From the entries below, please gather each line containing the string "endpoint".

:: Records provided ::
__________________________________________________

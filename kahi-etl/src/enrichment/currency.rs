//! Currency conversion for open-access fees

use super::{build_http_client, rate_limiter, CurrencyConverter, DirectRateLimiter};
use crate::error::EnrichmentError;
use async_trait::async_trait;
use reqwest::{Client, StatusCode};
use serde::Deserialize;
use std::collections::HashMap;
use std::time::Duration;

/// Frankfurter (ECB reference rates) endpoint
pub const DEFAULT_CURRENCY_URL: &str = "https://api.frankfurter.app";

#[derive(Debug, Deserialize)]
struct LatestResponse {
    #[serde(default)]
    rates: HashMap<String, f64>,
}

/// Converter backed by a Frankfurter-compatible `/latest` endpoint
pub struct HttpCurrencyConverter {
    client: Client,
    base_url: String,
    rate_limiter: DirectRateLimiter,
}

impl HttpCurrencyConverter {
    pub fn new(base_url: &str, timeout: Duration) -> Result<Self, EnrichmentError> {
        Ok(Self {
            client: build_http_client(timeout)?,
            base_url: base_url.trim_end_matches('/').to_string(),
            rate_limiter: rate_limiter(5),
        })
    }
}

#[async_trait]
impl CurrencyConverter for HttpCurrencyConverter {
    async fn convert(&self, amount: f64, from: &str, to: &str) -> Result<f64, EnrichmentError> {
        let from = from.trim().to_ascii_uppercase();
        let to = to.trim().to_ascii_uppercase();
        if from == to {
            return Ok(amount);
        }

        self.rate_limiter.until_ready().await;

        let url = format!("{}/latest", self.base_url);
        let response = self
            .client
            .get(&url)
            .query(&[("amount", amount.to_string()), ("from", from.clone()), ("to", to.clone())])
            .send()
            .await?;

        let status = response.status();
        // unknown currency codes come back as 404/422
        if status == StatusCode::NOT_FOUND || status == StatusCode::UNPROCESSABLE_ENTITY {
            return Err(EnrichmentError::UnsupportedCurrency(from));
        }
        if !status.is_success() {
            return Err(EnrichmentError::Status(status.as_u16()));
        }

        let body: LatestResponse = response
            .json()
            .await
            .map_err(|e| EnrichmentError::Decode(format!("currency response: {}", e)))?;

        body.rates
            .get(&to)
            .copied()
            .ok_or(EnrichmentError::UnsupportedCurrency(to))
    }
}

/// Converter over a fixed table of USD values per currency unit
#[derive(Debug, Clone, Default)]
pub struct FixedRateConverter {
    usd_per_unit: HashMap<String, f64>,
}

impl FixedRateConverter {
    pub fn new<I, S>(rates: I) -> Self
    where
        I: IntoIterator<Item = (S, f64)>,
        S: AsRef<str>,
    {
        let mut usd_per_unit: HashMap<String, f64> = rates
            .into_iter()
            .filter(|(_, rate)| rate.is_finite() && *rate > 0.0)
            .map(|(code, rate)| (code.as_ref().trim().to_ascii_uppercase(), rate))
            .collect();
        usd_per_unit.insert("USD".to_string(), 1.0);
        Self { usd_per_unit }
    }

    fn rate(&self, code: &str) -> Result<f64, EnrichmentError> {
        self.usd_per_unit
            .get(code)
            .copied()
            .ok_or_else(|| EnrichmentError::UnsupportedCurrency(code.to_string()))
    }
}

#[async_trait]
impl CurrencyConverter for FixedRateConverter {
    async fn convert(&self, amount: f64, from: &str, to: &str) -> Result<f64, EnrichmentError> {
        let from = from.trim().to_ascii_uppercase();
        let to = to.trim().to_ascii_uppercase();
        if from == to {
            return Ok(amount);
        }
        Ok(amount * self.rate(&from)? / self.rate(&to)?)
    }
}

__________________________________________________

:: Solution ::
/// Frankfurter (ECB reference rates) endpoint
/// Converter backed by a Frankfurter-compatible `/latest` endpoint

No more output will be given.